Da die Einkommensunterschiede bei den Ärzten sehr differieren, sei es äußerst schwer, eine generelle Bewertung vorzunehmen. Das durchschnittliche steuerpflichtige Jahreseinkommen von Hausärzten nach Abzug der Praxiskosten lag 2003 laut einer Pressemitteilung des Bundesgesundheitsministeriums bei 85 000 Euro und damit nicht nur deutlich über dem Durchschnittseinkommen von Arbeitnehmern, sondern auch über dem Einkommen anderer Akademiker. Von den Versichertenver-tretern wurde dazu angemerkt, dass sehr viele Versicherte auch Lohnkürzungen hinnehmen mussten; oft nur um den Arbeitsplatz zu erhalten. Klar müsse auch sein, dass überdurchschnittliche Einkommenssteigerungen für Vertragspartner steigende Krankenkassenbeiträge bedeuten würden.

Die Forderung des Vorsitzenden der Kassenärztlichen Bundesvereinigung, künftig risikoabhängige Versicherungstarife zu verlangen und damit alte und kranke Menschen noch stärker zu belasten, lehnten die Versichertenvertreter kategorisch ab.

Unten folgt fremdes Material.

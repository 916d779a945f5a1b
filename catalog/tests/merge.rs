use std::collections::{BTreeMap, HashMap};

use catalog::{Catalog, Edition, FilmRecord, StreamingInfo, StreamingOffer};

fn film(id: &str, title: &str) -> FilmRecord {
    FilmRecord {
        id: id.to_string(),
        title: title.to_string(),
        directors: Vec::new(),
        year: None,
        countries: Vec::new(),
        genres: Vec::new(),
        runtime_minutes: None,
        synopsis: None,
        poster_url: None,
    }
}

fn edition(festival: &str, year: u16) -> Edition {
    Edition {
        festival: festival.to_string(),
        year,
    }
}

fn offer(platform: &str) -> StreamingOffer {
    StreamingOffer {
        platform: platform.to_string(),
        url: None,
    }
}

fn sample_catalog() -> Catalog {
    let films = vec![
        FilmRecord {
            genres: vec!["Drama".to_string(), "Thriller".to_string()],
            countries: vec!["France".to_string()],
            ..film("b-film", "Zone of Interest")
        },
        FilmRecord {
            genres: vec!["Drama".to_string()],
            countries: vec!["Japan".to_string()],
            ..film("a-film", "Perfect Days")
        },
    ];

    let mut appearances = BTreeMap::new();
    appearances.insert(
        edition("cannes", 2023),
        vec!["a-film".to_string(), "b-film".to_string()],
    );
    appearances.insert(edition("venice", 2024), vec!["b-film".to_string()]);
    appearances.insert(
        edition("rotterdam", 2024),
        vec!["b-film".to_string(), "ghost-film".to_string()],
    );

    let mut streaming = HashMap::new();
    streaming.insert(
        "a-film".to_string(),
        StreamingInfo {
            found: true,
            streaming: vec![offer("hulu")],
            rent: vec![offer("apple-tv")],
            buy: vec![offer("amazon")],
        },
    );
    // entry for a film that is not in the master file
    streaming.insert(
        "ghost-film".to_string(),
        StreamingInfo {
            found: true,
            streaming: vec![offer("netflix")],
            ..Default::default()
        },
    );

    Catalog::new(films, appearances, streaming)
}

#[test]
fn merged_is_title_sorted_and_joined() {
    let merged = sample_catalog().merged();

    assert_eq!(merged.len(), 2);
    assert_eq!(merged[0].film.title, "Perfect Days");
    assert_eq!(merged[1].film.title, "Zone of Interest");

    assert_eq!(merged[0].appearances, vec![edition("cannes", 2023)]);
    assert!(merged[0].streaming.as_ref().unwrap().found);
    assert!(merged[1].streaming.is_none());
}

#[test]
fn appearances_sort_newest_first_then_slug() {
    let merged = sample_catalog().merged();

    let zone = &merged[1];
    assert_eq!(
        zone.appearances,
        vec![
            edition("rotterdam", 2024),
            edition("venice", 2024),
            edition("cannes", 2023),
        ]
    );
}

#[test]
fn merged_film_matches_list_entry() {
    let catalog = sample_catalog();
    let single = catalog.merged_film("b-film").unwrap();
    let listed = catalog
        .merged()
        .into_iter()
        .find(|m| m.film.id == "b-film")
        .unwrap();

    assert_eq!(single.appearances, listed.appearances);
    assert!(catalog.merged_film("ghost-film").is_none());
}

#[test]
fn dangling_refs_are_ignored() {
    let merged = sample_catalog().merged();
    assert!(merged.iter().all(|m| m.film.id != "ghost-film"));
}

#[test]
fn filter_options_are_distinct_and_sorted() {
    let options = sample_catalog().filter_options();

    assert_eq!(options.festivals, vec!["cannes", "rotterdam", "venice"]);
    assert_eq!(options.years, vec![2023, 2024]);
    assert_eq!(options.genres, vec!["Drama", "Thriller"]);
    assert_eq!(options.countries, vec!["France", "Japan"]);
    // ghost-film's netflix entry has no film record behind it
    assert_eq!(options.platforms, vec!["amazon", "apple-tv", "hulu"]);
}

#[test]
fn groupings_sort_editions_and_skip_dangling_refs() {
    let groups = sample_catalog().groupings();

    let order: Vec<String> = groups.iter().map(|g| g.edition.to_string()).collect();
    assert_eq!(order, vec!["rotterdam-2024", "venice-2024", "cannes-2023"]);

    let rotterdam = &groups[0];
    assert_eq!(rotterdam.films.len(), 1);
    assert_eq!(rotterdam.films[0].id, "b-film");

    let cannes = &groups[2];
    let titles: Vec<&str> = cannes.films.iter().map(|f| f.title.as_str()).collect();
    assert_eq!(titles, vec!["Perfect Days", "Zone of Interest"]);
}

#[test]
fn empty_catalog_derives_empty_options() {
    let catalog = Catalog::new(Vec::new(), BTreeMap::new(), HashMap::new());
    assert!(catalog.is_empty());
    assert!(catalog.merged().is_empty());

    let options = catalog.filter_options();
    assert!(options.festivals.is_empty());
    assert!(options.platforms.is_empty());
}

Für den Vorsitzenden der Versichertenvertreter im AOK-Bezirksrat, Helmut Hartmann, sind die Proteste der Ärzte auch als vorbeugende Positionierung anzusehen, was die beabsichtigte Neu-Finanzierungsregelung bei der bevorstehenden Krankenversicherungsreform durch die große Koalition betrifft. Wenn Ärzte, die Pharmaindustrie und Krankenhäuser mehr Geld beanspruchen, besteht die Gefahr weiterer Beitragssteigerungen, gleich weniger Nettoeinkommen für die Versicherten.

Die Versichertenvertreter und die Betriebsräte treten dafür ein, dass zukünftig der Prävention vorbeugender Gesundheitsschutz eine noch höhere Bedeutung beizumessen ist. Um sich selbst ein Bild zu verschaffen, besichtigten sie das neu eingerichtete AOK-Rückenstudio.